Indeed, it might be possible, even from the Kantian perspective of not treating humanity merely as an exchangeable commodity, to imagine an ideal scenario of compensated organ donation in a Rawlsian well-ordered society of the global North. In this vein, Samuel Kerstein argues that we do not consider a well-off person selling an organ under due care to another such person who is unwell, as a case of exploitation, though trading in organs of the poor, even in a legally regulated market, we might consider so. Kerstein shows that the humanity principle is a guide for contextually mediated empirical judgement, not an absolute imperative (12). In other words, if compensated donation is reasonably possible, it is possible in the global north, which today is unfortunately the beneficiary of the black market in organs. A future is perhaps coming when a publicly mediated system of altruism as well as reciprocation (which is but a compensation) will draw the moral boundaries of transplant ethics. At present, however, the traditional romanticisation of unadulterated flesh is powering the popular refusal of both cadaveric and living donation.

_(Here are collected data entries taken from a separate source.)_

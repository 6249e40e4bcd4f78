use super::{bounded_add, Envelope, EnvelopeKind, Receiver, SyncSummary, Transport};
use crate::core::{RunSummary, Runtime, Simulator};
use crate::error::Error;
use crate::event::{EventHandle, EventInfo, Payload};
use crate::time::SimTime;
use std::time::Instant;

///
/// The granted-time-window engine: barrier-synchronized conservative
/// parallel simulation.
///
/// Each round, every process advertises the timestamp of its next pending
/// event; the global minimum plus the process lookahead becomes the horizon,
/// and every process executes exactly the local events strictly below it.
/// The rounds continue until every process advertises "no more events" and
/// all counted messages have been drained.
///
/// The lookahead is the minimum delay guaranteed before any locally
/// generated event can affect another process. It must be positive: with a
/// zero lookahead the process owning the global minimum could never execute
/// it, and the protocol could not guarantee progress.
///
pub struct WindowSimulator<T: Transport> {
    core: Runtime,
    transport: T,
    lookahead: SimTime,
    receiver: Option<Receiver>,

    /// Horizon granted by the last completed round.
    granted: SimTime,
    done: bool,

    sent: u64,
    received: u64,
}

impl<T: Transport> WindowSimulator<T> {
    ///
    /// Wraps a sequential engine for window-synchronized execution.
    ///
    /// # Errors
    ///
    /// Fails with [`Error::Config`] if `lookahead` is not positive.
    ///
    pub fn new(core: Runtime, transport: T, lookahead: SimTime) -> Result<Self, Error> {
        if !lookahead.is_positive() {
            return Err(Error::config(format!(
                "window synchronization requires a positive lookahead, got {lookahead}"
            )));
        }
        Ok(Self {
            core,
            transport,
            lookahead,
            receiver: None,
            granted: SimTime::MIN,
            done: false,
            sent: 0,
            received: 0,
        })
    }

    ///
    /// Registers the callback that turns incoming data messages into local
    /// events. Required before any cross-process traffic arrives.
    ///
    pub fn on_receive<F>(&mut self, f: F)
    where
        F: FnMut(&mut Runtime, u32, SimTime, Vec<u8>) + 'static,
    {
        self.receiver = Some(Box::new(f));
    }

    /// The local sequential engine.
    pub fn core(&mut self) -> &mut Runtime {
        &mut self.core
    }

    /// The rank of the local process.
    pub fn rank(&self) -> u32 {
        self.transport.rank()
    }

    fn drain_incoming(&mut self) -> Result<(), Error> {
        while let Some((src, envelope)) = self.transport.try_recv()? {
            match envelope.kind {
                EnvelopeKind::Data(bytes) => {
                    if envelope.time < self.core.now() {
                        return Err(Error::Causality {
                            from: src,
                            stamped: envelope.time,
                            local: self.core.now(),
                        });
                    }
                    self.received += 1;
                    let receiver = self.receiver.as_mut().ok_or_else(|| {
                        Error::config("data message arrived but no receiver is registered")
                    })?;
                    receiver(&mut self.core, src, envelope.time, bytes);
                }
                // The window protocol synchronizes via the exchange
                // primitive; stray null messages carry no information here.
                EnvelopeKind::Null => {}
            }
        }
        Ok(())
    }

    fn flush_outbox(&mut self) -> Result<(), Error> {
        for message in self.core.drain_outbox() {
            assert!(
                message.dest != self.transport.rank() && message.dest < self.transport.size(),
                "remote message addressed to invalid rank {}",
                message.dest
            );
            assert!(
                message.time >= bounded_add(self.core.now(), self.lookahead),
                "remote message stamped {} violates the lookahead {} at time {}",
                message.time,
                self.lookahead,
                self.core.now()
            );
            self.sent += 1;
            self.transport.send(
                message.dest,
                Envelope {
                    time: message.time,
                    kind: EnvelopeKind::Data(message.bytes),
                },
            )?;
        }
        Ok(())
    }

    /// One barrier round: deliver in-flight traffic, agree on the next
    /// horizon, detect global quiescence.
    fn sync_round(&mut self) -> Result<(), Error> {
        self.transport.barrier()?;
        self.drain_incoming()?;

        let local = SyncSummary {
            next_event: self.core.next_event_time().unwrap_or(SimTime::MAX),
            sent: self.sent,
            received: self.received,
        };
        let all = self.transport.exchange(local)?;

        let global_min = all
            .iter()
            .map(|s| s.next_event)
            .min()
            .unwrap_or(SimTime::MAX);
        let in_flight = all.iter().map(|s| s.sent).sum::<u64>()
            != all.iter().map(|s| s.received).sum::<u64>();

        if in_flight {
            // Messages are still travelling; the next round will see them.
            return Ok(());
        }
        if global_min == SimTime::MAX {
            self.done = true;
            return Ok(());
        }

        self.granted = bounded_add(global_min, self.lookahead);
        tracing::trace!(granted = %self.granted, "window advanced");
        Ok(())
    }

    fn step_inner(&mut self) -> Result<bool, Error> {
        loop {
            if self.done || self.core.is_stopped() {
                return Ok(false);
            }

            if let Some(next) = self.core.next_event_time() {
                if next < self.granted {
                    if self.core.limit_applies(next) {
                        return Ok(false);
                    }
                    self.core.dispatch_unsynced();
                    self.flush_outbox()?;
                    return Ok(true);
                }
            }

            self.sync_round()?;
        }
    }

    fn run_inner(&mut self) -> Result<RunSummary, Error> {
        self.core.clear_stopped();
        let wall = Instant::now();
        let start_count = self.core.num_events_dispatched();

        tracing::debug!(
            rank = self.transport.rank(),
            size = self.transport.size(),
            lookahead = %self.lookahead,
            "window simulation starting"
        );

        while self.step_inner()? {}

        let summary = RunSummary {
            time: self.core.now(),
            event_count: self.core.num_events_dispatched() - start_count,
            wall: wall.elapsed(),
        };
        tracing::debug!(rank = self.transport.rank(), %summary, "window simulation ended");
        Ok(summary)
    }
}

impl<T: Transport> Simulator for WindowSimulator<T> {
    fn schedule(&mut self, delay: SimTime, payload: Payload) -> EventHandle {
        Simulator::schedule(&mut self.core, delay, payload)
    }

    fn schedule_now(&mut self, payload: Payload) -> EventHandle {
        Simulator::schedule_now(&mut self.core, payload)
    }

    fn schedule_with_context(
        &mut self,
        context: u32,
        delay: SimTime,
        payload: Payload,
    ) -> EventHandle {
        Simulator::schedule_with_context(&mut self.core, context, delay, payload)
    }

    fn schedule_destroy(&mut self, payload: Payload) -> EventHandle {
        Simulator::schedule_destroy(&mut self.core, payload)
    }

    fn cancel(&mut self, handle: EventHandle) {
        self.core.cancel(handle);
    }

    fn remove(&mut self, handle: EventHandle) {
        self.core.remove(handle);
    }

    fn run(&mut self) -> Result<RunSummary, Error> {
        self.run_inner()
    }

    fn step(&mut self) -> Result<bool, Error> {
        self.step_inner()
    }

    fn stop(&mut self) {
        self.core.stop();
    }

    fn destroy(&mut self) {
        self.core.destroy();
    }

    fn now(&self) -> SimTime {
        self.core.now()
    }

    fn context(&self) -> u32 {
        self.core.context()
    }

    fn next_event(&mut self) -> Option<EventInfo> {
        self.core.next_event()
    }
}
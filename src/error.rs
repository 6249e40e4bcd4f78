//! Error types surfaced by the simulation kernel.

use crate::time::SimTime;
use std::io;

/// An error that occurred while configuring or running a simulation.
///
/// Precondition violations (negative delays, use of a destroyed engine,
/// reconfiguration after first use) are programming errors and panic at the
/// call site instead of surfacing here. This type covers the failures a
/// correct program can still observe: invalid synchronization configuration,
/// transport faults, and causality violations reported by a peer process.
#[derive(Debug, thiserror::Error)]
pub enum Error {
    /// A distributed engine was configured in a way that cannot guarantee
    /// progress, e.g. a link with zero lookahead.
    #[error("invalid configuration: {0}")]
    Config(String),

    /// The inter-process transport failed.
    #[error("transport failure: {0}")]
    Transport(#[from] io::Error),

    /// A message arrived with a timestamp earlier than the local clock.
    ///
    /// This indicates a lookahead or protocol bug in the model driving the
    /// simulation. The run is aborted; the engine is left stopped.
    #[error("causality violation: message from rank {from} stamped {stamped} arrived at local time {local}")]
    Causality {
        /// Rank of the sending process.
        from: u32,
        /// Timestamp carried by the offending message.
        stamped: SimTime,
        /// Local simulation time when the message surfaced.
        local: SimTime,
    },
}

impl Error {
    pub(crate) fn config(msg: impl Into<String>) -> Self {
        Error::Config(msg.into())
    }
}
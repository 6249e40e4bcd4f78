//!
//! Engine adapters: cross-cutting behaviors composed in front of a core
//! engine.
//!
//! An adapter wraps a delegate satisfying the [`Simulator`] contract,
//! forwards every operation unchanged except the ones it customizes, and may
//! observe each event immediately before it executes. Adapters chain, since
//! a delegate may itself be another adapter; exactly one core engine
//! terminates every chain:
//!
//! ```
//! use descore::adapter::{HookLayer, Pacer};
//! use descore::prelude::*;
//!
//! let core = Builder::seeded(1).build();
//! let mut sim = HookLayer::new(Pacer::new(core, 0.0));
//! sim.add_hook(|info| println!("{} ->", info.time));
//! sim.schedule_fn(SimTime::nanos(10), |_| {});
//! sim.run().unwrap();
//! ```
//!

use crate::core::{RunSummary, Simulator};
use crate::error::Error;
use crate::event::{EventHandle, EventInfo, Payload};
use crate::time::{SimTime, TimeUnit};
use std::time::{Duration, Instant};

macro_rules! forward_simulator_rest {
    () => {
        fn schedule(&mut self, delay: SimTime, payload: Payload) -> EventHandle {
            self.inner.schedule(delay, payload)
        }

        fn schedule_now(&mut self, payload: Payload) -> EventHandle {
            self.inner.schedule_now(payload)
        }

        fn schedule_with_context(
            &mut self,
            context: u32,
            delay: SimTime,
            payload: Payload,
        ) -> EventHandle {
            self.inner.schedule_with_context(context, delay, payload)
        }

        fn schedule_destroy(&mut self, payload: Payload) -> EventHandle {
            self.inner.schedule_destroy(payload)
        }

        fn cancel(&mut self, handle: EventHandle) {
            self.inner.cancel(handle);
        }

        fn remove(&mut self, handle: EventHandle) {
            self.inner.remove(handle);
        }

        fn stop(&mut self) {
            self.inner.stop();
        }

        fn destroy(&mut self) {
            self.inner.destroy();
        }

        fn now(&self) -> SimTime {
            self.inner.now()
        }

        fn context(&self) -> u32 {
            self.inner.context()
        }

        fn next_event(&mut self) -> Option<EventInfo> {
            self.inner.next_event()
        }
    };
}

///
/// An adapter that invokes registered hooks immediately before each event
/// executes, e.g. to feed a live visualization.
///
pub struct HookLayer<S: Simulator> {
    inner: S,
    hooks: Vec<Box<dyn FnMut(&EventInfo)>>,
}

impl<S: Simulator> HookLayer<S> {
    /// Wraps a delegate engine with an empty hook chain.
    pub fn new(inner: S) -> Self {
        Self {
            inner,
            hooks: Vec::new(),
        }
    }

    /// Appends a hook. Hooks run in registration order.
    pub fn add_hook<F>(&mut self, hook: F)
    where
        F: FnMut(&EventInfo) + 'static,
    {
        self.hooks.push(Box::new(hook));
    }

    /// The wrapped delegate.
    pub fn inner(&mut self) -> &mut S {
        &mut self.inner
    }

    /// Unwraps the adapter.
    pub fn into_inner(self) -> S {
        self.inner
    }
}

impl<S: Simulator> Simulator for HookLayer<S> {
    fn run(&mut self) -> Result<RunSummary, Error> {
        let wall = Instant::now();
        let mut event_count = 0;
        while self.step()? {
            event_count += 1;
        }
        Ok(RunSummary {
            time: self.inner.now(),
            event_count,
            wall: wall.elapsed(),
        })
    }

    fn step(&mut self) -> Result<bool, Error> {
        if let Some(info) = self.inner.next_event() {
            for hook in &mut self.hooks {
                hook(&info);
            }
        }
        self.inner.step()
    }

    forward_simulator_rest!();
}

///
/// An adapter pacing event execution against the wall clock.
///
/// Before each event the pacer sleeps until the scaled wall-clock time has
/// caught up with the event's timestamp. Pacing is advisory and best-effort:
/// a late wall clock never delays, reorders or drops events, and a scale of
/// `0.0` disables sleeping entirely.
///
pub struct Pacer<S: Simulator> {
    inner: S,
    /// Wall seconds per simulated second. `1.0` is real time.
    scale: f64,
    origin: Option<(Instant, SimTime)>,
}

impl<S: Simulator> Pacer<S> {
    /// Wraps a delegate engine; `scale` is wall seconds per simulated
    /// second.
    pub fn new(inner: S, scale: f64) -> Self {
        assert!(
            scale.is_finite() && scale >= 0.0,
            "pacing scale must be finite and non-negative"
        );
        Self {
            inner,
            scale,
            origin: None,
        }
    }

    /// The wrapped delegate.
    pub fn inner(&mut self) -> &mut S {
        &mut self.inner
    }

    /// Unwraps the adapter.
    pub fn into_inner(self) -> S {
        self.inner
    }

    fn pace_to(&mut self, time: SimTime) {
        if self.scale == 0.0 {
            return;
        }
        let (anchor, start) = *self
            .origin
            .get_or_insert_with(|| (Instant::now(), self.inner.now()));

        let ahead = (time - start).to_f64(TimeUnit::Second) * self.scale;
        if ahead <= 0.0 {
            return;
        }
        let target = anchor + Duration::from_secs_f64(ahead);
        let now = Instant::now();
        if target > now {
            std::thread::sleep(target - now);
        }
    }
}

impl<S: Simulator> Simulator for Pacer<S> {
    fn run(&mut self) -> Result<RunSummary, Error> {
        let wall = Instant::now();
        let mut event_count = 0;
        while self.step()? {
            event_count += 1;
        }
        Ok(RunSummary {
            time: self.inner.now(),
            event_count,
            wall: wall.elapsed(),
        })
    }

    fn step(&mut self) -> Result<bool, Error> {
        if let Some(info) = self.inner.next_event() {
            self.pace_to(info.time);
        }
        self.inner.step()
    }

    forward_simulator_rest!();
}

#[cfg(test)]
mod tests {
    use super::*;
    use crate::core::{Builder, SimulatorExt};
    use std::cell::RefCell;
    use std::rc::Rc;

    #[test]
    fn hooks_observe_each_event_in_order() {
        let mut sim = HookLayer::new(Builder::seeded(7).build());

        let seen = Rc::new(RefCell::new(Vec::new()));
        let probe = Rc::clone(&seen);
        sim.add_hook(move |info| probe.borrow_mut().push(info.time.ticks()));

        sim.schedule_fn(SimTime::from_ticks(20), |_| {});
        sim.schedule_fn(SimTime::from_ticks(10), |_| {});

        let summary = sim.run().unwrap();
        assert_eq!(summary.event_count, 2);
        assert_eq!(*seen.borrow(), vec![10, 20]);
    }

    #[test]
    fn chained_adapters_forward_the_contract() {
        let core = Builder::seeded(7).build();
        let mut sim = HookLayer::new(Pacer::new(core, 0.0));

        let handle = sim.schedule_fn(SimTime::from_ticks(5), |_| {});
        sim.schedule_fn(SimTime::from_ticks(3), |rt| {
            rt.schedule(SimTime::from_ticks(4), |_| {});
        });
        sim.cancel(handle);

        let summary = sim.run().unwrap();
        assert_eq!(summary.event_count, 2);
        assert_eq!(sim.now(), SimTime::from_ticks(7));
    }

    #[test]
    fn unscaled_pacer_does_not_sleep() {
        let mut sim = Pacer::new(Builder::seeded(7).build(), 0.0);
        sim.schedule_fn(SimTime::secs(3600), |_| {});
        let summary = sim.run().unwrap();
        assert_eq!(summary.event_count, 1);
        assert!(summary.wall < Duration::from_secs(1));
    }
}
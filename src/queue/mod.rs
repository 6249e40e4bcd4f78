//!
//! Pluggable time-ordered event queues.
//!
//! Every queue implements the same contract (insert, peek the minimum, pop
//! the minimum, remove by key) over the total `(time, id)` schedule order;
//! which concrete structure backs it is an operational choice made once per
//! engine, not a semantic one. Event-arrival patterns vary enormously by
//! model, so no single structure dominates:
//!
//! | kind       | insert      | pop         | arbitrary remove |
//! |------------|-------------|-------------|------------------|
//! | `Map`      | logarithmic | logarithmic | logarithmic      |
//! | `List`     | linear      | constant    | linear           |
//! | `Heap`     | logarithmic | logarithmic | logarithmic      |
//! | `Priority` | logarithmic | logarithmic | unsupported      |
//! | `Calendar` | amortized constant | amortized constant | bucket scan |
//!
//! [`FutureEventSet`] wraps the active queue and owns everything the
//! variants share: id allocation, the handle index that makes `cancel` O(1)
//! everywhere, and the lazy reclamation of cancelled or removed slots.
//!

mod calendar;
mod heap;
mod list;
mod map;
mod priority;

pub(crate) use calendar::CalendarQueue;
pub(crate) use heap::HeapQueue;
pub(crate) use list::ListQueue;
pub(crate) use map::MapQueue;
pub(crate) use priority::PriorityQueue;

use crate::event::{EventHandle, EventId, EventInfo, EventNode, Payload};
use crate::time::SimTime;
use fxhash::FxHashMap;
use std::fmt::{self, Debug, Display};
use std::str::FromStr;

///
/// Selects the queue structure backing an engine.
///
/// The choice is fixed once the first event has been scheduled; see
/// [`Runtime::set_scheduler`](crate::core::Runtime::set_scheduler).
///
#[derive(Debug, Clone, Copy, PartialEq, Eq)]
#[cfg_attr(feature = "serde", derive(serde::Serialize, serde::Deserialize))]
pub enum SchedulerKind {
    /// Balanced ordered map. Predictable worst case; the default.
    Map,
    /// Sorted list. Cheap pop, expensive insert; good when few distinct
    /// future timestamps are active.
    List,
    /// Explicit binary heap with a slot index, supporting interior removal.
    Heap,
    /// Array-backed priority queue with minimal overhead. No interior
    /// removal; `remove` degrades to cancel-in-place.
    Priority,
    /// Calendar queue, bucketed by estimated inter-arrival time. Best for
    /// steady, predictable event rates.
    Calendar {
        /// Number of buckets in the ring.
        buckets: usize,
        /// Timespan covered by a single bucket.
        width: SimTime,
    },
}

impl SchedulerKind {
    /// Calendar queue with the default ring geometry.
    #[must_use]
    pub fn calendar() -> SchedulerKind {
        SchedulerKind::Calendar {
            buckets: 1024,
            width: SimTime::from_ticks(1_000_000),
        }
    }
}

impl Default for SchedulerKind {
    fn default() -> Self {
        SchedulerKind::Map
    }
}

impl Display for SchedulerKind {
    fn fmt(&self, f: &mut fmt::Formatter<'_>) -> fmt::Result {
        match self {
            SchedulerKind::Map => write!(f, "map"),
            SchedulerKind::List => write!(f, "list"),
            SchedulerKind::Heap => write!(f, "heap"),
            SchedulerKind::Priority => write!(f, "priority"),
            SchedulerKind::Calendar { buckets, width } => {
                write!(f, "calendar({buckets}, {width})")
            }
        }
    }
}

/// The error returned when parsing an unknown scheduler name.
#[derive(Debug, Clone, PartialEq, Eq)]
pub struct ParseSchedulerError(String);

impl Display for ParseSchedulerError {
    fn fmt(&self, f: &mut fmt::Formatter<'_>) -> fmt::Result {
        write!(f, "unknown scheduler kind '{}'", self.0)
    }
}

impl std::error::Error for ParseSchedulerError {}

impl FromStr for SchedulerKind {
    type Err = ParseSchedulerError;

    fn from_str(s: &str) -> Result<Self, Self::Err> {
        Ok(match s {
            "map" => SchedulerKind::Map,
            "list" => SchedulerKind::List,
            "heap" => SchedulerKind::Heap,
            "priority" => SchedulerKind::Priority,
            "calendar" => SchedulerKind::calendar(),
            other => return Err(ParseSchedulerError(other.to_string())),
        })
    }
}

///
/// The uniform contract of the queue variants.
///
/// Implementations only ever see complete nodes keyed by `(time, id)`;
/// id allocation and liveness tracking happen in [`FutureEventSet`].
///
pub(crate) trait EventQueue {
    fn insert(&mut self, node: EventNode);

    /// The node with the smallest `(time, id)` key, without removing it.
    ///
    /// Takes `&mut self` so ring-based implementations may normalize their
    /// cursor while searching.
    fn peek(&mut self) -> Option<&EventNode>;

    fn pop(&mut self) -> Option<EventNode>;

    /// Evicts the node with the given key, if this structure supports
    /// interior removal. Returns `None` both for unknown keys and for
    /// structures without interior removal.
    fn remove(&mut self, time: SimTime, id: EventId) -> Option<EventNode>;

    fn len(&self) -> usize;

    fn descriptor(&self) -> String;
}

fn queue_for(kind: SchedulerKind) -> Box<dyn EventQueue> {
    match kind {
        SchedulerKind::Map => Box::new(MapQueue::new()),
        SchedulerKind::List => Box::new(ListQueue::new()),
        SchedulerKind::Heap => Box::new(HeapQueue::new()),
        SchedulerKind::Priority => Box::new(PriorityQueue::new()),
        SchedulerKind::Calendar { buckets, width } => {
            Box::new(CalendarQueue::new(buckets, width))
        }
    }
}

#[derive(Debug, Clone, Copy)]
struct IndexEntry {
    time: SimTime,
    cancelled: bool,
}

///
/// The future event set of an engine: the active queue variant plus the
/// handle index shared by all variants.
///
/// Liveness rules: an id present in the index is pending (or cancelled, if
/// flagged); an id absent from the index has been executed or removed, and a
/// node for it still sitting in a queue is dead storage that is purged the
/// next time it surfaces.
///
pub(crate) struct FutureEventSet {
    queue: Box<dyn EventQueue>,
    kind: SchedulerKind,
    index: FxHashMap<EventId, IndexEntry>,
    next_id: EventId,
    live: usize,
}

impl FutureEventSet {
    pub(crate) fn new(kind: SchedulerKind) -> Self {
        Self {
            queue: queue_for(kind),
            kind,
            index: FxHashMap::default(),
            next_id: 0,
            live: 0,
        }
    }

    pub(crate) fn kind(&self) -> SchedulerKind {
        self.kind
    }

    pub(crate) fn descriptor(&self) -> String {
        format!("FutureEventSet::{}", self.queue.descriptor())
    }

    /// The number of live (pending, not cancelled) events.
    pub(crate) fn len(&self) -> usize {
        self.live
    }

    pub(crate) fn is_empty(&self) -> bool {
        self.live == 0
    }

    /// Assigns the next event id without inserting anything. Destroy-list
    /// entries draw their ids from the same sequence as queued events.
    pub(crate) fn next_id(&mut self) -> EventId {
        let id = self.next_id;
        self.next_id += 1;
        id
    }

    /// A fresh, empty set backed by `kind`, continuing this set's id
    /// sequence.
    pub(crate) fn rebuild(&self, kind: SchedulerKind) -> FutureEventSet {
        FutureEventSet {
            queue: queue_for(kind),
            kind,
            index: FxHashMap::default(),
            next_id: self.next_id,
            live: 0,
        }
    }

    pub(crate) fn insert(&mut self, time: SimTime, context: u32, payload: Payload) -> EventHandle {
        let id = self.next_id;
        self.next_id += 1;

        self.index.insert(
            id,
            IndexEntry {
                time,
                cancelled: false,
            },
        );
        self.live += 1;
        self.queue.insert(EventNode {
            time,
            id,
            context,
            payload,
        });

        EventHandle { id, time }
    }

    ///
    /// The header of the next live event, or `None` if none remain.
    ///
    /// Dead heads (cancelled or removed slots) encountered on the way are
    /// reclaimed.
    ///
    pub(crate) fn peek_next(&mut self) -> Option<EventInfo> {
        loop {
            let id = self.queue.peek()?.id;
            match self.index.get(&id) {
                Some(entry) if !entry.cancelled => return self.queue.peek().map(|n| n.info()),
                Some(_) => {
                    // Cancelled in place, reclaimed now.
                    self.index.remove(&id);
                    self.queue.pop();
                }
                None => {
                    // Removed without queue support, reclaimed now.
                    self.queue.pop();
                }
            }
        }
    }

    ///
    /// Pops the next live event, or `None` if none remain.
    ///
    pub(crate) fn pop_next(&mut self) -> Option<EventNode> {
        self.peek_next()?;
        let node = self.queue.pop()?;
        self.index.remove(&node.id);
        self.live -= 1;
        Some(node)
    }

    ///
    /// Marks the referenced event cancelled in place. O(1); the slot is
    /// reclaimed when it eventually surfaces. No-op on stale handles.
    ///
    pub(crate) fn cancel(&mut self, handle: EventHandle) {
        if let Some(entry) = self.index.get_mut(&handle.id) {
            if !entry.cancelled {
                entry.cancelled = true;
                self.live -= 1;
            }
        }
    }

    ///
    /// Evicts the referenced event immediately, reclaiming its storage where
    /// the active variant supports interior removal (and lazily otherwise).
    /// No-op on stale handles.
    ///
    pub(crate) fn remove(&mut self, handle: EventHandle) {
        if let Some(entry) = self.index.remove(&handle.id) {
            if !entry.cancelled {
                self.live -= 1;
            }
            let _ = self.queue.remove(entry.time, handle.id);
        }
    }

    /// Drops all entries, reclaiming storage.
    pub(crate) fn clear(&mut self) {
        self.queue = queue_for(self.kind);
        self.index.clear();
        self.live = 0;
    }
}

impl Debug for FutureEventSet {
    fn fmt(&self, f: &mut fmt::Formatter<'_>) -> fmt::Result {
        write!(
            f,
            "{} {{ live: {} stored: {} }}",
            self.descriptor(),
            self.live,
            self.queue.len()
        )
    }
}

#[cfg(test)]
mod tests {
    use super::*;
    use crate::event::NO_CONTEXT;

    fn kinds() -> Vec<SchedulerKind> {
        vec![
            SchedulerKind::Map,
            SchedulerKind::List,
            SchedulerKind::Heap,
            SchedulerKind::Priority,
            SchedulerKind::Calendar {
                buckets: 8,
                width: SimTime::from_ticks(10),
            },
        ]
    }

    fn noop() -> Payload {
        Box::new(|_| {})
    }

    #[test]
    fn pops_in_time_order() {
        for kind in kinds() {
            let mut fes = FutureEventSet::new(kind);
            for t in [30i64, 10, 20, 25, 5, 40] {
                fes.insert(SimTime::from_ticks(t), NO_CONTEXT, noop());
            }

            let mut order = Vec::new();
            while let Some(node) = fes.pop_next() {
                order.push(node.time.ticks());
            }
            assert_eq!(order, vec![5, 10, 20, 25, 30, 40], "kind {kind}");
            assert!(fes.is_empty());
        }
    }

    #[test]
    fn equal_times_pop_fifo() {
        for kind in kinds() {
            let mut fes = FutureEventSet::new(kind);
            let t = SimTime::from_ticks(17);
            let handles: Vec<_> = (0..5).map(|_| fes.insert(t, NO_CONTEXT, noop())).collect();

            for handle in &handles {
                let node = fes.pop_next().unwrap();
                assert_eq!(node.id, handle.id(), "kind {kind}");
            }
        }
    }

    #[test]
    fn cancel_is_lazy_and_stale_safe() {
        for kind in kinds() {
            let mut fes = FutureEventSet::new(kind);
            let keep = fes.insert(SimTime::from_ticks(2), NO_CONTEXT, noop());
            let drop = fes.insert(SimTime::from_ticks(1), NO_CONTEXT, noop());

            fes.cancel(drop);
            fes.cancel(drop); // second cancel is a no-op
            assert_eq!(fes.len(), 1);

            let node = fes.pop_next().unwrap();
            assert_eq!(node.id, keep.id(), "kind {kind}");
            assert!(fes.pop_next().is_none());

            fes.cancel(keep); // already executed, no-op
            assert!(fes.is_empty());
        }
    }

    #[test]
    fn remove_reclaims_immediately() {
        for kind in kinds() {
            let mut fes = FutureEventSet::new(kind);
            let early = fes.insert(SimTime::from_ticks(1), NO_CONTEXT, noop());
            let late = fes.insert(SimTime::from_ticks(9), NO_CONTEXT, noop());

            fes.remove(early);
            assert_eq!(fes.len(), 1);

            // The removed minimum never surfaces again.
            assert_eq!(fes.peek_next().unwrap().id, late.id());
            assert_eq!(fes.pop_next().unwrap().id, late.id(), "kind {kind}");

            fes.remove(late); // stale, no-op
            assert!(fes.is_empty());
        }
    }

    #[test]
    fn peek_matches_pop() {
        for kind in kinds() {
            let mut fes = FutureEventSet::new(kind);
            for t in [4i64, 2, 8] {
                fes.insert(SimTime::from_ticks(t), 7, noop());
            }
            while let Some(info) = fes.peek_next() {
                let node = fes.pop_next().unwrap();
                assert_eq!(node.id, info.id, "kind {kind}");
                assert_eq!(node.time, info.time);
                assert_eq!(node.context, 7);
            }
        }
    }

    #[test]
    fn parse_kinds() {
        assert_eq!("map".parse::<SchedulerKind>().unwrap(), SchedulerKind::Map);
        assert_eq!(
            "calendar".parse::<SchedulerKind>().unwrap(),
            SchedulerKind::calendar()
        );
        assert!("splay".parse::<SchedulerKind>().is_err());
    }
}
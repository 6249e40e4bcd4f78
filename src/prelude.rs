//!
//! Convenience re-export of common members.
//!

//
// # Generic core exports
//

pub use crate::core::Builder;
pub use crate::core::RunLimit;
pub use crate::core::RunSummary;
pub use crate::core::Runtime;
pub use crate::core::Simulator;
pub use crate::core::SimulatorExt;

pub use crate::time::SimTime;
pub use crate::time::TimeUnit;

pub use crate::event::EventHandle;
pub use crate::event::EventId;
pub use crate::event::EventInfo;
pub use crate::event::NO_CONTEXT;

pub use crate::queue::SchedulerKind;

pub use crate::error::Error;

//
// # Parallel simulation exports
//

pub use crate::sync::NullMessageSimulator;
pub use crate::sync::Transport;
pub use crate::sync::WindowSimulator;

Hence, what calls for ethical attention from the anti-essentialist perspective are vulnerabilities of the typically subaltern organ seller/donor in the global organs bazaar, whether black or white. Since not even a partially ideal context for free and fair regulated and compensated donation system is prevalent in the global South today, and since consent in such contexts could often mean tacit succumbing to vulnerabilities, it is morally problematic to blindly rely on the instrumental feasibility of informed consent documentation to ease legally permissible unrelated donation. At the same time, although the donation system itself is beset with problems and ambiguities, an anti-essentialist (cyborg) perspective cannot be blind to the new medical possibilities available for the body and the legitimate human desire for a longer lifespan. In this context, rather than letting two unjust and legally validated systems of compensated and purely altruistic systems of donation to come into operation, it is reasonable to experiment with and improve the donation system a somewhat controllable, smallscale system to begin with. The argument is certainly one of choosing the lesser evil in order to honour the legitimate human desire for ‘materialistic immortality’. Injustices in the nonmarket system of donation and the black market for organs show that a market system of donation such as the Iranian one can further endanger rather than ameliorate the plight of vulnerable persons. Overcoming organ shortage is not a morally justifiable reason to jeopardise the lives of vulnerable individuals. Compensated donation is morally problematic not because it is an absolute, universal evil but because we are encountering suffering bodies in the global market for organs.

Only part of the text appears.